### Prompt:
Report all lines of the data below that hold the word "Normalizes".

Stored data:
──────
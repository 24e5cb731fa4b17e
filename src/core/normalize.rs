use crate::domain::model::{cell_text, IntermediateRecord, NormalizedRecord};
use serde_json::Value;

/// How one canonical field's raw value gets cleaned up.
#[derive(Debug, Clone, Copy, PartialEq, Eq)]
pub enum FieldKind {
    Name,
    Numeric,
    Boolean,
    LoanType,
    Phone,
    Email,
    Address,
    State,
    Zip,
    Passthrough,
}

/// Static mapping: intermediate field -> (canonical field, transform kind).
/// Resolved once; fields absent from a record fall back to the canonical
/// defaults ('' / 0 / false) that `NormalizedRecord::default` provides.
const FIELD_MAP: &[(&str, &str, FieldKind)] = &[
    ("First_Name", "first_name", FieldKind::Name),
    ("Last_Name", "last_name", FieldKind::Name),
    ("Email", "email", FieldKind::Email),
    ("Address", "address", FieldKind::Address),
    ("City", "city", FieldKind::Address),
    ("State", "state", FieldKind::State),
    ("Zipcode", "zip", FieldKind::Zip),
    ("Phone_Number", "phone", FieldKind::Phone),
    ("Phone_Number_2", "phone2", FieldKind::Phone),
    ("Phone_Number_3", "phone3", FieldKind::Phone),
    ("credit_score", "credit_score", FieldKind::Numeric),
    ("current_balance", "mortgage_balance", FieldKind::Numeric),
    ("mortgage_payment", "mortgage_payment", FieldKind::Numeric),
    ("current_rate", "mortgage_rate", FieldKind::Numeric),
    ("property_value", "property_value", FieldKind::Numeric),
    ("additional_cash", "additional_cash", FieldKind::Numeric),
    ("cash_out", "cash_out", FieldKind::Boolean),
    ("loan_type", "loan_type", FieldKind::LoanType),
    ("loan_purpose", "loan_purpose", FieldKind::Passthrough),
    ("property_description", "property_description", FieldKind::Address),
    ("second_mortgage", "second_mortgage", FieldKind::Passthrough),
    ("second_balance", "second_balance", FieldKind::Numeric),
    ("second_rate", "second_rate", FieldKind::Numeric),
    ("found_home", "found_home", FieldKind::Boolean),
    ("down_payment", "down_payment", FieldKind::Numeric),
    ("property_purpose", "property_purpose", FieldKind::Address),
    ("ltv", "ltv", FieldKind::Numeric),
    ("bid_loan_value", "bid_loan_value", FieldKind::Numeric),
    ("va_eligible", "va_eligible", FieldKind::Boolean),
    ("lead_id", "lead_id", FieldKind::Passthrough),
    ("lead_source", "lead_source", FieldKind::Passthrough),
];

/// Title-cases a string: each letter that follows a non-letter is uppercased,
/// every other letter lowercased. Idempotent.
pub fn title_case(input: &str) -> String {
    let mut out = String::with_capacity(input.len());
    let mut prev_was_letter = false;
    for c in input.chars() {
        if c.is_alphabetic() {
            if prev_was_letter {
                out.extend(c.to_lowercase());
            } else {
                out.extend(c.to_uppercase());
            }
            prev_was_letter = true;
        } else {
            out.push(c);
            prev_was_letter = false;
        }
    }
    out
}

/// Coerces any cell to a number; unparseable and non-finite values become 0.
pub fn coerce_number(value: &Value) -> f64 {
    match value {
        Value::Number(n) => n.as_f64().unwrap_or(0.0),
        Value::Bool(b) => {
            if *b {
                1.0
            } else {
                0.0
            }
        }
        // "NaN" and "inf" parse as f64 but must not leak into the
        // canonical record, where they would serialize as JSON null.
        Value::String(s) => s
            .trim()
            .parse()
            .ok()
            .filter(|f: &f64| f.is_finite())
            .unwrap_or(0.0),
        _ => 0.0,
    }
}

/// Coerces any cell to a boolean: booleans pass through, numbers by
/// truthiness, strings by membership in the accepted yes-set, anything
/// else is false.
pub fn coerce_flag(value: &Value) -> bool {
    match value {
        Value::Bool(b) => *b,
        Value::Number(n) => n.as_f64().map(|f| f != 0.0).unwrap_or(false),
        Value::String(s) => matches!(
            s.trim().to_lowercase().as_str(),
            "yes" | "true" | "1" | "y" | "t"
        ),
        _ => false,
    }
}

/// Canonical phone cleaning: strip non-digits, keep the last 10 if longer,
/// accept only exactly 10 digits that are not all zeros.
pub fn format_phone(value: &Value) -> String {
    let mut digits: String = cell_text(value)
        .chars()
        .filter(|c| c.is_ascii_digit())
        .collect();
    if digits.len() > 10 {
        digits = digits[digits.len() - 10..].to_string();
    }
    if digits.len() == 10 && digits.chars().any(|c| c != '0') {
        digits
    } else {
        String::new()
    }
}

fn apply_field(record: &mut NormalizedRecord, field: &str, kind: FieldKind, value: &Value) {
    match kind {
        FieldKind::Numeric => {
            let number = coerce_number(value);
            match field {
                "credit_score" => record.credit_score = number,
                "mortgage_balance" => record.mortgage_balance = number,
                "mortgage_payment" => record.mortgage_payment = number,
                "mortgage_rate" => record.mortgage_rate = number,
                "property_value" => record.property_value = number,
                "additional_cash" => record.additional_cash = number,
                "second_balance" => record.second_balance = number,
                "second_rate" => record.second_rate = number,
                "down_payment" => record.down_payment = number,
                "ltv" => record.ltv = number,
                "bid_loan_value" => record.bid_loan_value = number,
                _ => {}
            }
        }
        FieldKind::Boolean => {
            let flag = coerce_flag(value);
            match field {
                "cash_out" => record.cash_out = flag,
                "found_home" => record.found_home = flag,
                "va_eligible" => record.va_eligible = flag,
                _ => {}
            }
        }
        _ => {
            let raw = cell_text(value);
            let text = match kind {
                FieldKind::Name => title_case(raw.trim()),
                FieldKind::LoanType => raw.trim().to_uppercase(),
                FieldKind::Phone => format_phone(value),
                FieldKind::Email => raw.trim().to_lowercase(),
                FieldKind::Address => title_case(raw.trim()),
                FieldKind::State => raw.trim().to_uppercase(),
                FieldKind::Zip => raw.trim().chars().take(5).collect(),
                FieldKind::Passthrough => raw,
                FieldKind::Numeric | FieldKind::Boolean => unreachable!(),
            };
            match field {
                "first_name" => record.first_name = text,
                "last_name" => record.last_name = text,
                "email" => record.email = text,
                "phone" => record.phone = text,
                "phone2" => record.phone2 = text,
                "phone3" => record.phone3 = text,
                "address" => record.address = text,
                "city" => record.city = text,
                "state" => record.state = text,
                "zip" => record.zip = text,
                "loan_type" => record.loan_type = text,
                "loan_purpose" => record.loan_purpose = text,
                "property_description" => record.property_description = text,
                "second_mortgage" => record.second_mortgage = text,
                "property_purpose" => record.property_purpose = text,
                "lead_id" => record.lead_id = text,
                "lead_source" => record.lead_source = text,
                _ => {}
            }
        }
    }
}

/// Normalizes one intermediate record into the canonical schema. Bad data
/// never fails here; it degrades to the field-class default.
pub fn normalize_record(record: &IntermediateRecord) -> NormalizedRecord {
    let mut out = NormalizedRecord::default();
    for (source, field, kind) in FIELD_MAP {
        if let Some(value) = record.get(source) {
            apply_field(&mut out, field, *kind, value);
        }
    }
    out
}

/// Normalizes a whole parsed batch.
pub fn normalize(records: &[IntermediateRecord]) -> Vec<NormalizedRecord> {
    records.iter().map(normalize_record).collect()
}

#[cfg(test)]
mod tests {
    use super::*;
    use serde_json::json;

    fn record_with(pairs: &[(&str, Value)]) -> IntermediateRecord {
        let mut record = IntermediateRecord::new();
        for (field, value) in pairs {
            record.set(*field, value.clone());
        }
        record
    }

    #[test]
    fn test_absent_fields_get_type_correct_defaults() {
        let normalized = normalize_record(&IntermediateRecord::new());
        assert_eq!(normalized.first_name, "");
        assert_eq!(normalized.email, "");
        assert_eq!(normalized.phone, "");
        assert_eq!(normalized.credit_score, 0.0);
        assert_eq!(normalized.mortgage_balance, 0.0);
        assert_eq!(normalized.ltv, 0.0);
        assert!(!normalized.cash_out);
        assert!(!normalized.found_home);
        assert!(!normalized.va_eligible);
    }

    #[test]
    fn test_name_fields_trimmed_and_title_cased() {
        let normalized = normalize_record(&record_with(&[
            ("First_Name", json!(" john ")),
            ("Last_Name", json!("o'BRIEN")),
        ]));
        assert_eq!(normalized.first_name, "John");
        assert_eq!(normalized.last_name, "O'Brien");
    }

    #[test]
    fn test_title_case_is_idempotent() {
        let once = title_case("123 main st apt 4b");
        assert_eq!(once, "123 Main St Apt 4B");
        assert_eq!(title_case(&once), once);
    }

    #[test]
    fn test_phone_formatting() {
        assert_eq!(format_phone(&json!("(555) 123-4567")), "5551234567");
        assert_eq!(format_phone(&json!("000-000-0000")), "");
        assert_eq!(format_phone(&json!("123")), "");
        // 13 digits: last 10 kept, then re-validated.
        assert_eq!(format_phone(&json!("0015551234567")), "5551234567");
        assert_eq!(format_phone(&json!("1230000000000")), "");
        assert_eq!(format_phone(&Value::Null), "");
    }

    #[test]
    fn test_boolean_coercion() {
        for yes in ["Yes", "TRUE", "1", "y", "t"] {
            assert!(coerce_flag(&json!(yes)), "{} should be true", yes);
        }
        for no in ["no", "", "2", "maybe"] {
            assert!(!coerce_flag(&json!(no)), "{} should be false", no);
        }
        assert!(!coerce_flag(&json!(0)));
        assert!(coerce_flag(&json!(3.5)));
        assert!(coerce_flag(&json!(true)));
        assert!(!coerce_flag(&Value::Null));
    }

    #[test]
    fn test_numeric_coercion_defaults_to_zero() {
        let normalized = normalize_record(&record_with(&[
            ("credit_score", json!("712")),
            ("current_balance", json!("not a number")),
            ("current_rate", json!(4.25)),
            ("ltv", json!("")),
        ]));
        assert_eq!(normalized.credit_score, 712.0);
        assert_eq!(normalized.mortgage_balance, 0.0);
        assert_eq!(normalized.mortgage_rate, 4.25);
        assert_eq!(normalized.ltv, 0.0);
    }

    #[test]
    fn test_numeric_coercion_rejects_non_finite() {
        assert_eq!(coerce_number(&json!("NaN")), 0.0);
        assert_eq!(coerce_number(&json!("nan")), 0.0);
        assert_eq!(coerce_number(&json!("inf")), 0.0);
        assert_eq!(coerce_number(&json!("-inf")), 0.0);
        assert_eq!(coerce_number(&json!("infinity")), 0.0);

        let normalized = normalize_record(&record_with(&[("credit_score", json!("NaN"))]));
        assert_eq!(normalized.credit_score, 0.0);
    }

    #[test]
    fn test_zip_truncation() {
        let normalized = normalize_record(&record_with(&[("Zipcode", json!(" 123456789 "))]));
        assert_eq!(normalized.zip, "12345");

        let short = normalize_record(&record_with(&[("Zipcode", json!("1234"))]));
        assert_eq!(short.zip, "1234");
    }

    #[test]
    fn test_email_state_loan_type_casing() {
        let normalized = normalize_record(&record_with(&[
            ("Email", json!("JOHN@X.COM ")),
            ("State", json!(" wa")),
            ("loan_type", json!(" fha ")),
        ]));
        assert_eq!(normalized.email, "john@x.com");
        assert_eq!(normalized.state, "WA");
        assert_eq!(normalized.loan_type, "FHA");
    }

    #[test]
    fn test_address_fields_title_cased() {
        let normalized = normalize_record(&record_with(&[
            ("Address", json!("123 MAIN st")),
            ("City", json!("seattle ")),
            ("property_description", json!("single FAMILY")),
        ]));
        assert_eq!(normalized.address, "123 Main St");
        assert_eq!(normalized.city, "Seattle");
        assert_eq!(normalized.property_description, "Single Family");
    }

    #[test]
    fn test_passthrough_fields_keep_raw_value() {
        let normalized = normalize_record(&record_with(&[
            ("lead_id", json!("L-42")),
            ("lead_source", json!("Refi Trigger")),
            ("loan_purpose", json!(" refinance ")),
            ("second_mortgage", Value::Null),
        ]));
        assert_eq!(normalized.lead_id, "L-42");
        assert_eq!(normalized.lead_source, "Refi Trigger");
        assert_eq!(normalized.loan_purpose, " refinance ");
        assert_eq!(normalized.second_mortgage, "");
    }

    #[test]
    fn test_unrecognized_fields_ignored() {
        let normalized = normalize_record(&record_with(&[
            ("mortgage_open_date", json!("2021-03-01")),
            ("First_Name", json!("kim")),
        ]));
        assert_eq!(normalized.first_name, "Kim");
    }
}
──────
### Your response:
/// Normalizes one intermediate record into the canonical schema. Bad data
/// Normalizes a whole parsed batch.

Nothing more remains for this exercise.